More laughter, half—spat, came from a half—dozen directions out of the dark.

"What you say, Quick?" Tennant said to more but lesser laughter, less the guffaws of weary men than the giggles of overtired boys. "What you say to that, huh?"

Quick held still, as if asleep, as if they and their words were no concern of his.

"You ain't got nothing to say? How 'bout that, Quick got nothing to say."

Tennant's fatigue was bettering him. Had Matthew just arrived at this camp he'd have thought him drunk.

"Quick don't never got nothing to say to such as us." Tennant's voice curdled as he spoke. "Every coon I ever saw plum overfull with laughter and song, and this'un can't even give us a smile. Give us a smile, there, Quick. Smile for us, you black . . ."

"Sure I can," Quick at Matthew's side said. "But a shark ain't got teeth enough, nor a owl got eyes enough, light up a way for the likes of you."

No one laughed. But for the pitter of steady rain the wintry night was still.

"What's that you said, boy?" Billy Tennant said. Through the rain Matthew could hear the sound of his rising: the whish of the wet blanket thrown off and his body turning, the rustle of setting his feet and standing. "I sware . . ."

"Tennant," Dale snapped, just as Matthew barked.

"Private Tennant," Matthew said, and when he spoke he tried, he knew, without meaning to, to sound like Paw Tom. "Will you master yourself, or must I?"
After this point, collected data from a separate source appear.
//! The fixed-rate frame loop.
//!
//! Every tick runs three phases in order: [`Scene::update`],
//! [`Scene::draw`] onto the virtual canvas, then
//! [`FrameCompositor::present`].  Ticks are paced by a
//! [`tokio::time::Interval`] with [`MissedTickBehavior::Delay`], so a slow
//! tick stretches the schedule instead of triggering a burst of catch-up
//! frames: the target rate is a soft cap.
//!
//! # Cancellation
//!
//! The loop owns no signal handling.  It observes a shared `running` flag at
//! the top of every tick and returns [`LoopExit::Cancelled`] once the flag is
//! cleared.  A tick that has started always completes.  Cleanup (closing the
//! sink, stopping the helper) is the caller's job and happens exactly once,
//! after the loop has returned.

use std::{
    sync::{
        atomic::{AtomicBool, Ordering},
        Arc,
    },
    time::{Duration, Instant},
};

use ledwall_core::{Canvas, PanelLayout};
use tokio::time::{interval, MissedTickBehavior};
use tracing::{debug, info, trace};

use crate::application::{
    compose_frame::{DisplaySink, FrameCompositor, ModeError, RunMode, SinkError},
    scenes::Scene,
};

/// What a readiness source has reported so far.
#[derive(Debug, Clone, Copy, PartialEq, Eq, Default)]
pub enum ReadyState {
    #[default]
    Pending,
    Ready,
    /// The source went away without ever becoming ready.
    Abandoned,
}

/// Answers "has the helper process signalled it is ready?" without blocking.
pub trait Readiness: Send {
    fn state(&mut self) -> ReadyState;
}

/// Why a loop phase returned.
#[derive(Debug, Clone, Copy, PartialEq, Eq)]
pub enum LoopExit {
    /// The running flag was cleared.
    Cancelled,
    /// The configured tick limit was reached.
    TickLimit,
    /// The readiness source reported ready.
    Ready,
    /// The readiness source gave up before becoming ready.
    Abandoned,
}

/// Drives a [`Scene`] and presents every frame to a [`DisplaySink`].
pub struct FrameLoop {
    canvas: Canvas,
    compositor: FrameCompositor,
    sink: Box<dyn DisplaySink>,
    running: Arc<AtomicBool>,
    period: Duration,
    max_ticks: Option<u64>,
    ticks: u64,
}

impl FrameLoop {
    /// Creates a loop running at `fps` frames per second.
    ///
    /// `fps` must be non-zero; configuration loading guarantees it.
    ///
    /// # Errors
    ///
    /// Returns [`ModeError`] if `mode` asks for an output that cannot be
    /// allocated.
    pub fn new(
        layout: &PanelLayout,
        mode: RunMode,
        sink: Box<dyn DisplaySink>,
        fps: u32,
        running: Arc<AtomicBool>,
    ) -> Result<Self, ModeError> {
        let (width, height) = layout.canvas_size();
        Ok(Self {
            canvas: Canvas::new(width, height),
            compositor: FrameCompositor::new(layout, mode)?,
            sink,
            running,
            period: Duration::from_secs(1) / fps.max(1),
            max_ticks: None,
            ticks: 0,
        })
    }

    /// Stops once `max_ticks` ticks have run in total, across the wait
    /// screen and the scene.
    pub fn with_tick_limit(mut self, max_ticks: u64) -> Self {
        self.max_ticks = Some(max_ticks);
        self
    }

    pub fn period(&self) -> Duration {
        self.period
    }

    /// Ticks run so far, across all phases.
    pub fn ticks(&self) -> u64 {
        self.ticks
    }

    pub fn canvas(&self) -> &Canvas {
        &self.canvas
    }

    pub fn compositor(&self) -> &FrameCompositor {
        &self.compositor
    }

    /// Runs `scene` until cancelled or the tick limit is reached.
    ///
    /// # Errors
    ///
    /// Returns the first [`SinkError`]; the loop does not retry.
    pub async fn run(&mut self, scene: &mut dyn Scene) -> Result<LoopExit, SinkError> {
        info!(period_ms = self.period.as_millis() as u64, "frame loop started");
        let exit = self.drive(scene, || ReadyState::Pending).await?;
        info!(?exit, ticks = self.ticks, "frame loop stopped");
        Ok(exit)
    }

    /// Shows `scene` until `readiness` reports ready or abandoned.
    ///
    /// Returns [`LoopExit::Ready`] or [`LoopExit::Abandoned`] accordingly,
    /// or the cancellation / tick-limit exit that came first.
    pub async fn wait_until_ready(
        &mut self,
        scene: &mut dyn Scene,
        readiness: &mut dyn Readiness,
    ) -> Result<LoopExit, SinkError> {
        let exit = self.drive(scene, || readiness.state()).await?;
        debug!(?exit, "wait screen finished");
        Ok(exit)
    }

    /// Releases the display sink.
    pub fn close(&mut self) -> Result<(), SinkError> {
        self.sink.close()
    }

    async fn drive<F>(&mut self, scene: &mut dyn Scene, mut done: F) -> Result<LoopExit, SinkError>
    where
        F: FnMut() -> ReadyState,
    {
        let mut ticker = interval(self.period);
        ticker.set_missed_tick_behavior(MissedTickBehavior::Delay);

        scene.setup(&mut self.canvas);

        loop {
            if !self.running.load(Ordering::SeqCst) {
                return Ok(LoopExit::Cancelled);
            }
            match done() {
                ReadyState::Pending => {}
                ReadyState::Ready => return Ok(LoopExit::Ready),
                ReadyState::Abandoned => return Ok(LoopExit::Abandoned),
            }
            if self.max_ticks.is_some_and(|max| self.ticks >= max) {
                return Ok(LoopExit::TickLimit);
            }

            ticker.tick().await;
            let started = Instant::now();

            scene.update();
            scene.draw(&mut self.canvas);
            self.compositor.present(&self.canvas, self.sink.as_mut())?;

            self.ticks += 1;

            let elapsed = started.elapsed();
            if elapsed > self.period {
                debug!(
                    tick = self.ticks,
                    elapsed_ms = elapsed.as_millis() as u64,
                    period_ms = self.period.as_millis() as u64,
                    "slow tick"
                );
            } else {
                trace!(tick = self.ticks, "tick");
            }
        }
    }
}

// ── Tests ─────────────────────────────────────────────────────────────────────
He knew they would grumble—Billy Tennant, Davey Smith, Ezekiel Branch, maybe more, maybe Dale—in the night, and in the morning, and in the days to come. He knew they had grumbled for days, weeks before, since they'd left the camp at Providence, maybe longer. They'd grumbled at the horse Quick rode, the clothes he wore, the gun he hunted with, the blanket he slept in, the choice words he spoke with. They grumbled at their quality.

He could hear Quick at his right hand breathing, and by the rhythm of that breath knew him to be awake.

"You may sleep now, Quick," he whispered. "I will not."

"I'll stay up long as you will," Quick whispered in return. "Ain't you they want to beat." Matthew would not have thought to watch his mouth and eyes, even if he could have seen them, and so he was touched yet again by Quick's faithfulness.

*

Well before dawn Crow roused Lieutenant Dale to rouse the men, the few Catawba Rangers left of the company. Dale went among them, kicking and gruff, still more sergeant than officer. He was lieutenant only since the Cowpens, and no gentleman. He was lieutenant only because Ben Tucker died. Matthew had watched, helpless, the blow that killed his cousin, his foster brother, his fellow orphan taken in by Paw Tom, and had held him as he died. Ben Tucker had died just as the battle had been won, and the loss still sat indigestible in Matthew's gut, its bitterness still in his throat.

For all his gruffness, the Rangers liked Dale, even respected him, and he had performed well as sergeant. Matthew had promoted him as they had fled from the Cowpens to the Catawba. The Rangers had given him three cheers, hats in the air, and then had whistled and hooted and jeered, smiling and laughing, at the new lieutenant, a rougher and more heartfelt praise, of the sort they would never feel free to give Matthew.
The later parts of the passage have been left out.